When they measured the conventional vitamin levels in a group of healthy elderly, they found that approximately 19 per cent of the study subjects had deficiencies. Yet, when they used the more accurate biochemical method, they found that 63 per cent of these same individuals were significantly deficient in one or more of these critical vitamins. A similar comparison of sick elderly subjects found that 60 percent were deficient using conventional measurement and a whopping 83 percent were deficient when the biochemical method was used.

This study clearly demonstrates that measuring vitamin blood levels by the conventional method can result in a false assurance that all is well, when in fact severe deficiencies may exist. This is especially true for the chronically ill.

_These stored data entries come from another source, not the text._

// SPDX-License-Identifier: GPL-3.0-only

//! Upload queue and confirmed collection
//!
//! Both collections sit behind one lock so that an item moves between them
//! in a single step. Enqueue only ever appends and only a sync commit ever
//! removes, which keeps a snapshot of the first N queued items valid until
//! the commit.

use super::item::{UploadItem, UploadStatus};
use crate::errors::AppResult;
use std::collections::VecDeque;
use std::sync::{Arc, Mutex, MutexGuard, PoisonError};
use tracing::{debug, info, warn};

#[derive(Debug, Default)]
struct LedgerState {
    /// Arrival order, oldest first
    queue: VecDeque<UploadItem>,
    /// Newest first
    confirmed: VecDeque<UploadItem>,
    /// Highest id handed out so far
    last_id: u64,
}

/// Queue snapshot taken when a sync starts
#[derive(Debug, Clone)]
pub struct QueueSnapshot {
    ids: Vec<u64>,
}

impl QueueSnapshot {
    pub fn len(&self) -> usize {
        self.ids.len()
    }

    pub fn is_empty(&self) -> bool {
        self.ids.is_empty()
    }
}

/// Offline upload queue plus the confirmed uploads collection
///
/// Cheap to clone; all clones share the same collections.
#[derive(Clone, Default)]
pub struct UploadLedger {
    state: Arc<Mutex<LedgerState>>,
}

impl UploadLedger {
    pub fn new() -> Self {
        Self::default()
    }

    /// Ledger seeded with already confirmed uploads (newest first)
    pub fn with_confirmed(items: Vec<UploadItem>) -> Self {
        let last_id = items.iter().map(|item| item.id).max().unwrap_or(0);
        Self {
            state: Arc::new(Mutex::new(LedgerState {
                queue: VecDeque::new(),
                confirmed: items.into(),
                last_id,
            })),
        }
    }

    fn state(&self) -> MutexGuard<'_, LedgerState> {
        self.state.lock().unwrap_or_else(PoisonError::into_inner)
    }

    /// Reserve an id for a new item
    pub fn next_id(&self) -> u64 {
        let mut state = self.state();
        state.last_id += 1;
        state.last_id
    }

    /// Append an item to the tail of the queue as `Pending`
    ///
    /// Returns the queue length after the append.
    pub fn enqueue(&self, mut item: UploadItem) -> usize {
        item.status = UploadStatus::Pending;

        let mut state = self.state();
        state.last_id = state.last_id.max(item.id);
        debug!(id = item.id, kind = %item.kind, "Upload queued");
        state.queue.push_back(item);
        state.queue.len()
    }

    /// Put an item straight into the confirmed collection (online path)
    pub fn confirm(&self, item: UploadItem) {
        let mut state = self.state();
        state.last_id = state.last_id.max(item.id);
        debug!(id = item.id, kind = %item.kind, status = %item.status, "Upload confirmed");
        state.confirmed.push_front(item);
    }

    /// Status change from an external reviewer
    pub fn set_status(&self, id: u64, status: UploadStatus) -> bool {
        let mut state = self.state();
        match state.confirmed.iter_mut().find(|item| item.id == id) {
            Some(item) => {
                info!(id, from = %item.status, to = %status, "Upload status changed");
                item.status = status;
                true
            }
            None => {
                warn!(id, "Status change for unknown upload");
                false
            }
        }
    }

    pub fn queue_len(&self) -> usize {
        self.state().queue.len()
    }

    pub fn confirmed_len(&self) -> usize {
        self.state().confirmed.len()
    }

    /// Queued items, oldest first
    pub fn queued(&self) -> Vec<UploadItem> {
        self.state().queue.iter().cloned().collect()
    }

    /// Confirmed items, newest first
    pub fn confirmed(&self) -> Vec<UploadItem> {
        self.state().confirmed.iter().cloned().collect()
    }

    /// Confirmed items as a JSON array in export field order
    pub fn export_json(&self) -> AppResult<String> {
        Ok(serde_json::to_string_pretty(&self.confirmed())?)
    }

    /// Record which items a sync is about to drain
    pub(crate) fn snapshot(&self) -> QueueSnapshot {
        QueueSnapshot {
            ids: self.state().queue.iter().map(|item| item.id).collect(),
        }
    }

    /// Move the snapshotted items to the head of the confirmed collection
    ///
    /// Items get fresh sequential ids after the highest confirmed id and are
    /// marked `Pending`. Items queued after the snapshot stay queued.
    pub(crate) fn commit(&self, snapshot: &QueueSnapshot) -> Vec<UploadItem> {
        let mut state = self.state();

        let count = snapshot.len().min(state.queue.len());
        if count < snapshot.len() {
            warn!(
                expected = snapshot.len(),
                available = count,
                "Queue shrank while a sync was in flight"
            );
        }

        let mut drained: Vec<UploadItem> = state.queue.drain(..count).collect();
        debug_assert!(
            drained
                .iter()
                .zip(&snapshot.ids)
                .all(|(item, id)| item.id == *id),
            "queue head diverged from the sync snapshot"
        );

        let base = state.confirmed.iter().map(|item| item.id).max().unwrap_or(0);
        for (offset, item) in drained.iter_mut().enumerate() {
            item.id = base + offset as u64 + 1;
            item.status = UploadStatus::Pending;
        }

        for item in drained.iter().rev() {
            state.confirmed.push_front(item.clone());
        }
        state.last_id = state.last_id.max(base + drained.len() as u64);

        info!(
            count = drained.len(),
            remaining = state.queue.len(),
            "Sync snapshot committed"
        );
        drained
    }
}

impl std::fmt::Debug for UploadLedger {
    fn fmt(&self, f: &mut std::fmt::Formatter<'_>) -> std::fmt::Result {
        let state = self.state();
        f.debug_struct("UploadLedger")
            .field("queued", &state.queue.len())
            .field("confirmed", &state.confirmed.len())
            .finish()
    }
}
// SPDX-License-Identifier: GPL-3.0-only

//! Externally toggled online/offline flag

use std::sync::Arc;
use tokio::sync::watch;
use tracing::info;

/// Value published on the connectivity channel
///
/// A watch channel only keeps the latest value, so a quick
/// online-offline-online burst would look unchanged to a slow reader.
/// `reconnects` counts offline to online edges so the reader can tell.
#[derive(Debug, Clone, Copy, PartialEq, Eq, Default)]
pub struct LinkState {
    pub online: bool,
    pub reconnects: u64,
}

/// Online/offline flag that publishes edge changes only
#[derive(Clone)]
pub struct Connectivity {
    sender: Arc<watch::Sender<LinkState>>,
}

impl Connectivity {
    pub fn new(online: bool) -> Self {
        let (sender, _) = watch::channel(LinkState {
            online,
            reconnects: 0,
        });
        Self {
            sender: Arc::new(sender),
        }
    }

    pub fn is_online(&self) -> bool {
        self.sender.borrow().online
    }

    /// Set the flag. Returns true if the value changed.
    pub fn set_online(&self, online: bool) -> bool {
        let changed = self.sender.send_if_modified(|link| {
            if link.online == online {
                return false;
            }
            link.online = online;
            if online {
                link.reconnects += 1;
            }
            true
        });

        if changed {
            info!(online, "Connectivity changed");
        }
        changed
    }

    /// Receiver that is woken on every change
    pub fn subscribe(&self) -> watch::Receiver<LinkState> {
        self.sender.subscribe()
    }
}

impl std::fmt::Debug for Connectivity {
    fn fmt(&self, f: &mut std::fmt::Formatter<'_>) -> std::fmt::Result {
        f.debug_struct("Connectivity")
            .field("link", &*self.sender.borrow())
            .finish()
    }
}

#[cfg(test)]
mod tests {
    use super::*;

    #[tokio::test]
    async fn test_only_edges_publish() {
        let connectivity = Connectivity::new(true);
        let mut rx = connectivity.subscribe();

        assert!(!connectivity.set_online(true));
        assert!(!rx.has_changed().unwrap());

        assert!(connectivity.set_online(false));
        assert!(rx.has_changed().unwrap());
        assert!(!rx.borrow_and_update().online);
        assert!(!connectivity.is_online());
    }

    #[tokio::test]
    async fn test_reconnects_survive_collapsed_updates() {
        let connectivity = Connectivity::new(true);
        let mut rx = connectivity.subscribe();

        connectivity.set_online(false);
        connectivity.set_online(true);

        let link = *rx.borrow_and_update();
        assert!(link.online);
        assert_eq!(link.reconnects, 1);
    }
}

It is well known that surgery and especially anesthesia are powerful suppressors of immune function. This is especially so for surgeries lasting longer than two hours and in cases where more than a unit of blood is lost during the procedure. This immune suppression can last for several weeks and can be made even worse if the patient has to receive blood during or after the surgery. Immune suppression caused by blood transfusion, especially multiple transfusions, can equal that caused by acquired immune deficiency syndrome (AIDS).

This profound level of immune suppression can give cancer a chance to invade and spread. A combination of poor nutrition, the trauma of surgery, blood transfusion, and anesthesia can temporarily wipe out the immune system. It also puts you at a much higher risk of postoperative wound infection and pneumonia.

It has been shown that this immune suppression caused by surgery, anesthesia, and blood transfusion can be reversed or even prevented by proper nutrition. It will, of course, require special immune stimulants, but it can easily be done.

Of special concern are patients who undergo preoperative chemotherapy-that is, who receive a dose of chemotherapy be fore surgery. It is well recognized that most chemotherapy drugs cause significant immune suppression and interfere with wound healing, thereby significantly increasing the risk of infections after surgery.

Several studies have shown that nutritional immune enhancement can significantly reduce complications, especially infections, following major surgeries. In one study, almost 70 percent of immune-deficient cancer patients undergoing surgery developed postoperative complications as compared to 25 per cent with functioning immune systems. This is a dramatic difference. It should be appreciated that the patients in the group with a functioning immune system did not have specific nutritional immune stimulation. My experience, as well as that of others, is that immunity not only can be restored in patients, but can also be maximized with special supplements.